The baseline ‘pre-conflict’ data for this study are from a community epidemiology study of depression and anxiety conducted in Jumla in 2000. The baseline study was an evaluation of somatisation, depression and anxiety,15 as well as caste and gender differences in mental health.1618 In the baseline study, random sampling of one adult per household was used for recruitment with an nth-household sampling strategy.16 After the war ended in late 2006, the research team began tracking original participants for post-conflict interviews, which took place in 2007–2008. In cases of participants who died in the interim of 2000 to 2007, the cause, age and year of death were recorded.

In 2000, all participants were aged 18 years or older. Consent was recorded with a signature for literate participants or a thumbprint for illiterate participants. Participants did not receive compensation. The Department of Psychiatry at Tribhuvan University Teaching Hospital/Institute of Medicine (TUTH/IOM) in Kathmandu provided consultation prior to and during the assessment and gave final approval for the study in 2000. The protocol for the follow-up study in 2007–2008 was approved by the Institutional Review Board of Emory University and the Nepal Health Research Council, with modifications approved by TUTH/IOM. Interviews at both waves of assessment were conducted in participants’ homes with only the interviewer and participant present. Interviews lasted 60–90 min. In 2007–2008, participants with high levels of psychological distress and impaired functioning (58 individuals) were evaluated by the study’s principal investigator. A subset of these was referred for psychosocial care (43 individuals).

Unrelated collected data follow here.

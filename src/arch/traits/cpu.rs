//! Interface Abstrata de CPU (HAL).
//! Define as operações de processador que o escalonador usa. A plataforma
//! (x86_64 no kernel, simulada nos testes) fornece a implementação.

use crate::core::smp::ipi::{IpiTarget, IpiVector};
use crate::core::smp::CpuId;
use crate::sched::task::context::CpuContext;

pub trait CpuOps: Send + Sync {
    /// CPU lógica que está executando o chamador.
    fn current_cpu(&self) -> CpuId;

    /// Para a execução da CPU até a próxima interrupção (instrução HLT).
    fn halt(&self);

    /// Desabilita interrupções no núcleo atual (CLI).
    fn disable_interrupts(&self);

    /// Habilita interrupções no núcleo atual (STI).
    fn enable_interrupts(&self);

    /// Verifica se as interrupções estão habilitadas.
    fn are_interrupts_enabled(&self) -> bool;

    /// Envia uma IPI (ex: reschedule para o núcleo que roda uma thread pausada).
    fn send_ipi(&self, target: IpiTarget, vector: IpiVector);

    /// Salva o contexto atual em `old` e retoma `new`.
    ///
    /// Retorna quando alguém voltar a escalonar `old`.
    ///
    /// # Safety
    ///
    /// - Interrupções devem estar desabilitadas.
    /// - Ambos os ponteiros devem apontar para contextos vivos.
    /// - A pilha de `new` deve estar mapeada no espaço de endereçamento atual.
    unsafe fn switch_context(&self, old: *mut CpuContext, new: *const CpuContext);

    /// Retoma `new` sem salvar o contexto atual.
    ///
    /// Em hardware nunca retorna; a implementação simulada retorna para que o
    /// teste possa continuar.
    ///
    /// # Safety
    ///
    /// Mesmas regras de `switch_context`.
    unsafe fn jump_to_context(&self, new: *const CpuContext);

    /// Executa `f` sobre a pilha que termina em `stack_top`.
    ///
    /// Usado para a segunda fase de `exit`: a pilha da thread que está
    /// morrendo não pode ser liberada enquanto ainda é a pilha ativa.
    fn run_on_stack(&self, stack_top: u64, f: &mut dyn FnMut());

    /// Entra em loop infinito de halt com interrupções desabilitadas.
    /// Usado em falhas irrecuperáveis.
    fn hang(&self) -> ! {
        self.disable_interrupts();
        loop {
            self.halt();
        }
    }
}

The 21-item Beck Depression Inventory (BDI)19 and Beck Anxiety Inventory (BAI)20 were used to assess depression and anxiety symptoms over the prior 2 weeks. Items are scored 0–3 with an instrument range of 0 to 62. Scales were validated for use in Nepal21,22 with clinical DSM-IV23 diagnoses of major depressive disorder or generalised anxiety disorder: area under the curve (AUC) 0.92 (95% CI 0.88–0.96) for the BDI and 0.85 (95% CI 0.79–0.91) for the BAI; internal reliability (Cronbach alpha), BDI α = 0.90 and BAI α = 0.90. Based on the clinical validation of the BDI in Nepal, a score of 20 or higher suggests moderate depression symptoms with the need for mental health intervention (sensitivity 0.73, specificity 0.91).21 On the BAI, a score of 17 or higher indicates moderate anxiety symptoms with need for intervention (sensitivity 0.77, specificity 0.81).22 These cut-off scores are intended only to reflect symptom burden at the level requiring intervention; the cut-offs do not indicate diagnoses of major depressive disorder or generalised anxiety disorder. Test–retest reliability Spearman–Brown coefficients for the BDI were 0.84 and for the BAI were 0.88. The validated BDI and BAI were used in the pre-conflict and post-conflict assessments.

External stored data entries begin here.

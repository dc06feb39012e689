//! Interface Abstrata de Memória (HAL).
//! O escalonador não conhece tabelas de páginas: pede e devolve pilhas e
//! espaços de endereçamento por este trait.

use crate::mm::aspace::AddressSpace;
use crate::mm::stack::StackRegion;

pub trait MemoryOps: Send + Sync {
    /// Aloca uma pilha de kernel de `size` bytes (já normalizado).
    fn allocate_stack(&self, size: usize) -> Option<StackRegion>;

    /// Devolve uma pilha obtida de `allocate_stack`.
    fn free_stack(&self, stack: StackRegion);

    /// Cria um espaço de endereçamento para um novo processo.
    fn create_address_space(&self, user_mode: bool) -> Option<AddressSpace>;

    /// Carrega `aspace` no núcleo atual (CR3 em x86_64).
    fn switch_address_space(&self, aspace: AddressSpace);

    /// Destrói um espaço de endereçamento que nenhum núcleo tem carregado.
    fn destroy_address_space(&self, aspace: AddressSpace);

    /// A faixa `[addr, addr + len)` está mapeada e acessível ao processo
    /// atual? Usado para ler parâmetros de syscalls.
    fn can_access_user(&self, addr: u64, len: usize) -> bool;
}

The 17-item Post-traumatic stress disorder (PTSD) Checklist-Civilian Version (PCL-C) is a self-report rating scale for assessing PTSD symptoms and severity within the past week.24 The English-language measure has good psychometric properties in Western populations24 and the validated Nepali version performs similarly,25 with a cut-off score of 50 or above indicating need for intervention.26 For this study, internal reliability was 0.83. Test–retest reliability was 0.82.

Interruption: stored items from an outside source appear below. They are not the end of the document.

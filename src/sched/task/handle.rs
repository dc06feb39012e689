//! Handles de thread
//!
//! Um `ThreadHandle` conta como uma referência no registro: enquanto existir,
//! o registro não é recuperado, mesmo morto. Não é `Clone`; para outra
//! referência use `Scheduler::open_thread`. Deve ser devolvido com
//! `Scheduler::close_thread`.

use super::table::ThreadRef;
use crate::sys::types::{Pid, Tid};

#[must_use = "handles devem ser fechados com close_thread"]
#[derive(Debug, PartialEq, Eq)]
pub struct ThreadHandle {
    thread: ThreadRef,
    tid: Tid,
    /// Processo que abriu o handle
    opener: Pid,
}

impl ThreadHandle {
    pub(crate) fn new(thread: ThreadRef, tid: Tid, opener: Pid) -> Self {
        Self {
            thread,
            tid,
            opener,
        }
    }

    /// Tid da thread referenciada.
    pub fn tid(&self) -> Tid {
        self.tid
    }

    pub fn opener(&self) -> Pid {
        self.opener
    }

    pub(crate) fn thread_ref(&self) -> ThreadRef {
        self.thread
    }

    /// Cópia que não conta como referência, para operar sobre um handle
    /// guardado em tabela. Nunca deve chegar a `close_thread`.
    pub(crate) fn shadow(&self) -> ThreadHandle {
        Self {
            thread: self.thread,
            tid: self.tid,
            opener: self.opener,
        }
    }
}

The 64-item Stressful Life Events Rating Scale for Cross Cultural Research (SLERS) was used to assess stressful events over the preceding 12 months prior to the 2000 and 2007 assessments.27 The SLERS has shown association with poor mental health in other Asian populations.28,29 At the baseline pre-conflict assessment in 2000, greater frequency of stressful life events in the preceding 12 months as measured with the SLERS was associated with greater depression,16 anxiety,17 psychosomatic complaints15 and general psychological morbidity.18

A self-report conflict exposure scale was developed to assess exposures to political violence-related traumatic events during the People’s War. The items were chosen based on focus-group discussions, key informant interviews and review of documents about the conflict in Jumla. Mental health professionals who are natives of Jumla reviewed the political violence questionnaire for content and comprehensibility. Additionally, 30 Jumla residents conducted pile sorts and ranking tasks to indicate level of traumatic severity. Factor analysis demonstrated one cultural model for the group of traumatic events, i.e. there were not significant differences in rankings of traumatic events. For the analyses presented here, objective items (such as abduction, witnessed a killing) were retained, and subjective items (such as less access to healthcare, unable to meet daily needs) were removed because of increased risk of appraisal bias from current mental health status. Of the 32 proposed items, the final instrument included 14 items (Cronbach’s α = 0.69), which were considered locally severe and putatively objective. For these analyses, the results were dichotomised to ‘0’ no exposure and ‘1’ any exposure. The total number of types of exposure were summed (total: 0 to 14), and individuals were categorized into four groups according to quartiles of total exposures (0–3, 4–5, 6–7, >7 exposures). Only four individuals reported no trauma exposures; they were included in the low-exposure quartile.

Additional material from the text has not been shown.